▶ [Assignment] When a line of the entries contains the word "Result", report that line.

____

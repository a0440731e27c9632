use std::fs;
use std::path::PathBuf;

use anyhow::{Context as _, Result};
use clap::Parser;
use wx_core::config::StationConfig;

#[derive(Debug, Parser)]
#[command(about = "Serves the weather station page from simulated hardware")]
pub struct Args {
    /// Station configuration file in the same encoding as STATION.CFG
    #[arg(long, env = "WX_CONFIG")]
    pub config: Option<PathBuf>,

    #[arg(long, env = "WX_PORT", default_value_t = 8080)]
    pub port: u16,

    /// Directory WEATHER.CSV is written to
    #[arg(long, env = "WX_LOG_DIR", default_value = ".")]
    pub log_dir: PathBuf,

    #[arg(long, env = "WX_SERVE_INTERVAL_MS")]
    pub serve_interval_ms: Option<u32>,

    /// Time between simulated bucket tips
    #[arg(
        long,
        env = "WX_TIP_PERIOD_MS",
        default_value_t = 30_000,
        value_parser = clap::value_parser!(u32).range(1..)
    )]
    pub tip_period_ms: u32,

    /// Write the effective configuration to this file and exit
    #[arg(long)]
    pub write_config: Option<PathBuf>,
}

impl Args {
    /// The configuration file's settings (or the defaults) with command-line
    /// overrides applied.
    pub fn station_config(&self) -> Result<StationConfig> {
        let mut config = match &self.config {
            Some(path) => {
                let bytes =
                    fs::read(path).with_context(|| format!("failed to read config: {path:?}"))?;
                StationConfig::from_bytes(&bytes)
                    .with_context(|| format!("failed to decode config: {path:?}"))?
            }
            None => StationConfig::default(),
        };

        config.http_port = self.port;
        if let Some(serve_interval_ms) = self.serve_interval_ms {
            config.serve_interval_ms = serve_interval_ms;
        }

        Ok(config)
    }
}

#[cfg(test)]
mod tests {
    use super::*;

    #[test]
    fn defaults_use_reference_config_on_simulator_port() {
        let args = Args::try_parse_from(["wx-simulator"]).unwrap();
        let config = args.station_config().unwrap();

        assert_eq!(config.http_port, 8080);
        assert_eq!(config.serve_interval_ms, 4000);
        assert_eq!(config.mm_per_pulse, 0.5);
    }

    #[test]
    fn overrides_apply_on_top_of_config_file() {
        let path = std::env::temp_dir().join(format!("wx-sim-{}-station.cfg", std::process::id()));
        let stored = StationConfig {
            mm_per_pulse: 0.2794,
            ..StationConfig::default()
        };
        fs::write(&path, stored.to_bytes().unwrap()).unwrap();

        let args = Args::try_parse_from([
            "wx-simulator",
            "--config",
            path.to_str().unwrap(),
            "--serve-interval-ms",
            "2000",
        ])
        .unwrap();
        let config = args.station_config().unwrap();
        fs::remove_file(&path).unwrap();

        assert_eq!(config.mm_per_pulse, 0.2794);
        assert_eq!(config.serve_interval_ms, 2000);
    }

    #[test]
    fn zero_tip_period_is_rejected() {
        assert!(Args::try_parse_from(["wx-simulator", "--tip-period-ms", "0"]).is_err());
    }
}
use embedded_hal_async::spi::SpiDevice;
use log::error;

use super::{AnalogInput, SensorError};

/// Single-ended inputs on the converter.
pub const CHANNELS: u8 = 8;
const START_BIT: u8 = 0x01;
const SINGLE_ENDED: u8 = 0x80;

/// MCP3008 8-channel 10-bit ADC on an SPI device.
pub struct Mcp3008<S> {
    spi: S,
}

impl<S: SpiDevice> Mcp3008<S> {
    pub fn new(spi: S) -> Self {
        Self { spi }
    }

    /// Single-ended conversion of `channel`, returning the 10-bit code.
    pub async fn read(&mut self, channel: u8) -> Result<u16, SensorError> {
        if channel >= CHANNELS {
            return Err(SensorError::InvalidChannel {
                sensor: "MCP3008",
                channel,
            });
        }

        let command = [START_BIT, SINGLE_ENDED | (channel << 4), 0x00];
        let mut response = [0u8; 3];
        self.spi
            .transfer(&mut response, &command)
            .await
            .map_err(|e| {
                error!("MCP3008 transfer on channel {} failed: {:?}", channel, e);
                SensorError::ReadFailed {
                    sensor: "MCP3008",
                    operation: "convert analog channel",
                    details: "SPI communication error",
                }
            })?;

        Ok((((response[1] & 0x03) as u16) << 8) | response[2] as u16)
    }
}

impl<S: SpiDevice> AnalogInput for Mcp3008<S> {
    async fn read_channel(&mut self, channel: u8) -> Result<u16, SensorError> {
        self.read(channel).await
    }
}
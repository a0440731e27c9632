use bme280::i2c::AsyncBME280;
use embedded_hal_async::delay::DelayNs;
use embedded_hal_async::i2c::I2c;
use log::{error, info};

use super::{PressureSensor, SensorError};

const PASCALS_PER_HECTOPASCAL: f32 = 100.0;

/// The driver reports Pa; the station reports hPa.
fn hectopascals(pascals: f32) -> f32 {
    pascals / PASCALS_PER_HECTOPASCAL
}

/// BME280 used as the station's pressure source, reporting hPa.
pub struct Bme280Pressure<I, D> {
    sensor: AsyncBME280<I>,
    delay: D,
    initialized: bool,
}

impl<I: I2c, D: DelayNs> Bme280Pressure<I, D> {
    pub fn new(i2c: I, delay: D) -> Self {
        Self {
            sensor: AsyncBME280::new_primary(i2c),
            delay,
            initialized: false,
        }
    }

    /// Load calibration data and configure oversampling.
    async fn initialize(&mut self) -> Result<(), SensorError> {
        self.sensor.init(&mut self.delay).await.map_err(|e| {
            error!("BME280 init failed: {:?}", e);
            SensorError::InitializationFailed {
                sensor: "BME280",
                details: "Failed to read calibration data",
            }
        })?;

        info!("BME280 initialized");
        self.initialized = true;
        Ok(())
    }
}

impl<I: I2c, D: DelayNs> PressureSensor for Bme280Pressure<I, D> {
    async fn read_pressure(&mut self) -> Result<f32, SensorError> {
        // Initialize on first read, and again after a failed measurement
        if !self.initialized {
            self.initialize().await?;
        }

        let measurements = self.sensor.measure(&mut self.delay).await.map_err(|e| {
            error!("BME280 measurement failed: {:?}", e);
            self.initialized = false;
            SensorError::ReadFailed {
                sensor: "BME280",
                operation: "measure pressure",
                details: "I2C communication error or sensor not responding",
            }
        })?;

        Ok(hectopascals(measurements.pressure))
    }
}

#[cfg(test)]
mod tests {
    use super::*;

    #[test]
    fn driver_pascals_become_hectopascals() {
        assert_eq!(hectopascals(101_325.0), 1013.25);
        assert_eq!(hectopascals(0.0), 0.0);
    }
}
use core::fmt::Write;

use crate::sensors::SensorReading;
use crate::time::DateTime;

/// First line of a freshly created log file.
pub const LOG_HEADER: &str =
    "Date and Time, Temperature (BME280), Humidity (BME280), Pressure (BME280), Rainfall\n";

/// Longest line a record can render to, newline included.
pub const MAX_LINE_LEN: usize = 128;

/// One serve cycle's readings as written to the weather log.
#[derive(Debug, Clone, Copy, PartialEq)]
pub struct LogRecord {
    pub timestamp: DateTime,
    pub temperature_celsius: f32,
    pub humidity_percent: f32,
    pub pressure: f32,
    pub rainfall_mm: f32,
}

impl LogRecord {
    pub fn new(timestamp: DateTime, reading: &SensorReading, rainfall_mm: f32) -> Self {
        Self {
            timestamp,
            temperature_celsius: reading.temperature_celsius,
            humidity_percent: reading.humidity_percent,
            pressure: reading.pressure,
            rainfall_mm,
        }
    }

    /// Renders `YYYY/MM/DD HH:MM:SS, temp, humidity, pressure, rainfall\n`.
    ///
    /// Returns `None` if the values do not fit in [`MAX_LINE_LEN`].
    pub fn to_line(&self) -> Option<heapless::String<MAX_LINE_LEN>> {
        let mut line = heapless::String::new();
        writeln!(
            line,
            "{}, {:.2}, {:.2}, {:.2}, {:.2}",
            self.timestamp,
            self.temperature_celsius,
            self.humidity_percent,
            self.pressure,
            self.rainfall_mm
        )
        .ok()?;
        Some(line)
    }
}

____

▶ [Exercise output]
use anyhow::{Context as _, Result};
    pub fn station_config(&self) -> Result<StationConfig> {
    pub async fn read(&mut self, channel: u8) -> Result<u16, SensorError> {
    async fn read_channel(&mut self, channel: u8) -> Result<u16, SensorError> {
    async fn initialize(&mut self) -> Result<(), SensorError> {
    async fn read_pressure(&mut self) -> Result<f32, SensorError> {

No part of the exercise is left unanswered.